On Tue, 12 Aug 2008, Sven Wegener wrote:

> On Tue, 12 Aug 2008, Simon Horman wrote:
> 
> > On Tue, Aug 12, 2008 at 12:57:21AM +0200, Sven Wegener wrote:
> > > Both schedulers have a race condition that happens in the following 
> > > situation:
> > > 
> > > We have an entry in our table that already has expired according to it's 
> > > last use time. Then we need to schedule a new connection that uses this 
> > > entry.
> > > 
> > > CPU 1                           CPU 2
> > > 
> > > ip_vs_lblc_schedule()
> > >   ip_vs_lblc_get()
> > >     lock table for read
> > >     find entry
> > >     unlock table
> > >                                 ip_vs_lblc_check_expire()

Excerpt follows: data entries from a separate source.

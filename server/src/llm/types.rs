//! LLM types — provider-neutral message types and errors.

use serde::{Deserialize, Serialize};

// =============================================================================
// ERROR
// =============================================================================

/// Errors produced by LLM client operations.
#[derive(Debug, thiserror::Error)]
pub enum LlmError {
    /// A configuration value could not be parsed.
    #[error("config parse failed: {0}")]
    ConfigParse(String),

    /// The required API key environment variable is not set.
    #[error("missing API key: env var {var} not set")]
    MissingApiKey { var: String },

    /// The HTTP request to the LLM provider failed.
    #[error("API request failed: {0}")]
    ApiRequest(String),

    /// The LLM provider returned a non-success HTTP status.
    #[error("API response error: status {status}")]
    ApiResponse { status: u16, body: String },

    /// The LLM provider response body could not be deserialized.
    #[error("API response parse failed: {0}")]
    ApiParse(String),

    /// The underlying HTTP client could not be constructed.
    #[error("HTTP client build failed: {0}")]
    HttpClientBuild(String),
}

// =============================================================================
// MESSAGE TYPES
// =============================================================================

/// A single plain-text message in a conversation. Template generation sends
/// exactly one user message; the conversational shape is kept for the wire
/// formats both providers expect.
#[derive(Debug, Clone, Serialize, Deserialize)]
pub struct Message {
    pub role: String,
    pub content: String,
}

impl Message {
    /// A `role: "user"` message.
    #[must_use]
    pub fn user(content: impl Into<String>) -> Self {
        Self { role: "user".into(), content: content.into() }
    }
}

/// A structured content block in an API response.
#[derive(Debug, Clone, Serialize, Deserialize)]
#[serde(tag = "type")]
pub enum ContentBlock {
    /// A plain text segment.
    #[serde(rename = "text")]
    Text { text: String },

    /// Extended thinking block (Anthropic extended thinking feature).
    #[serde(rename = "thinking")]
    Thinking { thinking: String },

    /// Any unrecognized block type — ignored by downstream logic.
    #[serde(other)]
    Unknown,
}

/// Response from an LLM chat call.
#[derive(Debug, Serialize, Deserialize)]
pub struct ChatResponse {
    pub content: Vec<ContentBlock>,
    pub model: String,
    pub stop_reason: String,
    pub input_tokens: u64,
    pub output_tokens: u64,
}

impl ChatResponse {
    /// Concatenate the text blocks of the response, in order.
    #[must_use]
    pub fn text(&self) -> String {
        let mut out = String::new();
        for block in &self.content {
            if let ContentBlock::Text { text } = block {
                out.push_str(text);
            }
        }
        out
    }
}

// =============================================================================
// LLM CHAT TRAIT
// =============================================================================

/// Provider-neutral async trait for LLM chat. Enables mocking in tests.
#[async_trait::async_trait]
pub trait LlmChat: Send + Sync {
    /// Send a chat request to the LLM provider.
    ///
    /// # Errors
    ///
    /// Returns an [`LlmError`] if the request fails, the response is
    /// malformed, or the API key is absent.
    async fn chat(&self, max_tokens: u32, system: &str, messages: &[Message]) -> Result<ChatResponse, LlmError>;
}

#[cfg(test)]
#[path = "types_test.rs"]
mod tests;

> > >                                   lock table for write
> > >                                   kfree() expired entry
> > >                                   unlock table
> > >     return invalid entry
> > > 
> > > Problem is that we assign the last use time outside of our critical 
> > > region. We can make hitting this race more difficult, if not impossible, 
> > > if we assign the last use time while still holding the lock for reading. 

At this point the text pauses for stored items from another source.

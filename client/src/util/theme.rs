//! Theme application.
//!
//! Writes the selected palette's CSS custom properties onto the `<html>`
//! element; the stylesheet picks them up everywhere. Requires a browser
//! environment.

use template::Theme;

/// Apply `theme`'s variables to the document element.
pub fn apply(theme: Theme) {
    #[cfg(feature = "hydrate")]
    {
        use wasm_bindgen::JsCast;

        let Some(root) = web_sys::window()
            .and_then(|w| w.document())
            .and_then(|d| d.document_element())
        else {
            return;
        };
        let Ok(root) = root.dyn_into::<web_sys::HtmlElement>() else {
            return;
        };

        let style = root.style();
        for (name, value) in theme.variables() {
            let _ = style.set_property(name, value);
        }
    }
    #[cfg(not(feature = "hydrate"))]
    {
        let _ = theme;
    }
}
//! Shared application state.
//!
//! DESIGN
//! ======
//! `AppState` is injected into Axum handlers via the `State` extractor. The
//! editor keeps its document in the browser, so the server is stateless apart
//! from the optional LLM client handle.

use std::sync::Arc;

use crate::llm::LlmChat;

/// Shared application state, injected into Axum handlers via State extractor.
/// Clone is required by Axum — the LLM handle is Arc-wrapped.
#[derive(Clone)]
pub struct AppState {
    /// Optional LLM client. `None` if LLM env vars are not configured.
    pub llm: Option<Arc<dyn LlmChat>>,
}

impl AppState {
    #[must_use]
    pub fn new(llm: Option<Arc<dyn LlmChat>>) -> Self {
        Self { llm }
    }
}

// =============================================================================
// TEST HELPERS
// =============================================================================

#[cfg(test)]
pub mod test_helpers {
    use super::*;
    use crate::llm::types::{ChatResponse, ContentBlock, LlmError, Message};
    use std::sync::Mutex;

    /// Scripted mock LLM: pops queued responses, errors when exhausted.
    pub struct MockLlm {
        responses: Mutex<Vec<Result<ChatResponse, LlmError>>>,
        pub calls: Mutex<Vec<String>>,
    }

    impl MockLlm {
        #[must_use]
        pub fn new(responses: Vec<Result<ChatResponse, LlmError>>) -> Self {
            Self { responses: Mutex::new(responses), calls: Mutex::new(Vec::new()) }
        }

        /// Mock that always answers with a single text block.
        #[must_use]
        pub fn with_text(text: &str) -> Self {
            Self::new(vec![Ok(text_response(text))])
        }
    }

    #[async_trait::async_trait]
    impl LlmChat for MockLlm {
        async fn chat(
            &self,
            _max_tokens: u32,
            _system: &str,
            messages: &[Message],
        ) -> Result<ChatResponse, LlmError> {
            if let Some(last) = messages.last() {
                self.calls.lock().unwrap().push(last.content.clone());
            }
            let mut responses = self.responses.lock().unwrap();
            if responses.is_empty() {
                Err(LlmError::ApiRequest("mock exhausted".into()))
            } else {
                responses.remove(0)
            }
        }
    }

    /// A `ChatResponse` carrying one text block.
    #[must_use]
    pub fn text_response(text: &str) -> ChatResponse {
        ChatResponse {
            content: vec![ContentBlock::Text { text: text.to_owned() }],
            model: "mock".into(),
            stop_reason: "end_turn".into(),
            input_tokens: 0,
            output_tokens: 0,
        }
    }

    /// App state with no LLM configured.
    #[must_use]
    pub fn state_without_llm() -> AppState {
        AppState::new(None)
    }

    /// App state wrapping the given mock LLM.
    #[must_use]
    pub fn state_with_llm(llm: MockLlm) -> AppState {
        AppState::new(Some(Arc::new(llm)))
    }
}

> > > That gives us six minutes during which it's save to use the entry, which 
> > > should be enough for our use case, as we're going to use it immediately 
> > > and don't keep a long reference to it.
> > > 
> > > We're holding the lock for reading and not for writing. The last use time 
> > > is an unsigned long, so the assignment should be atomic by itself. And we 
> > > don't care, if some other user sets it to a slightly different value. The 
> > > read_unlock() implies a barrier so that other CPUs see the new last use 
> > > time during cleanup, even if we're just using a read lock.
> > > 
> > > Other solutions would be: 1) protect the whole ip_vs_lblc_schedule() with 
> > > write_lock()ing the lock, 2) add reference counting for the entries, 3) 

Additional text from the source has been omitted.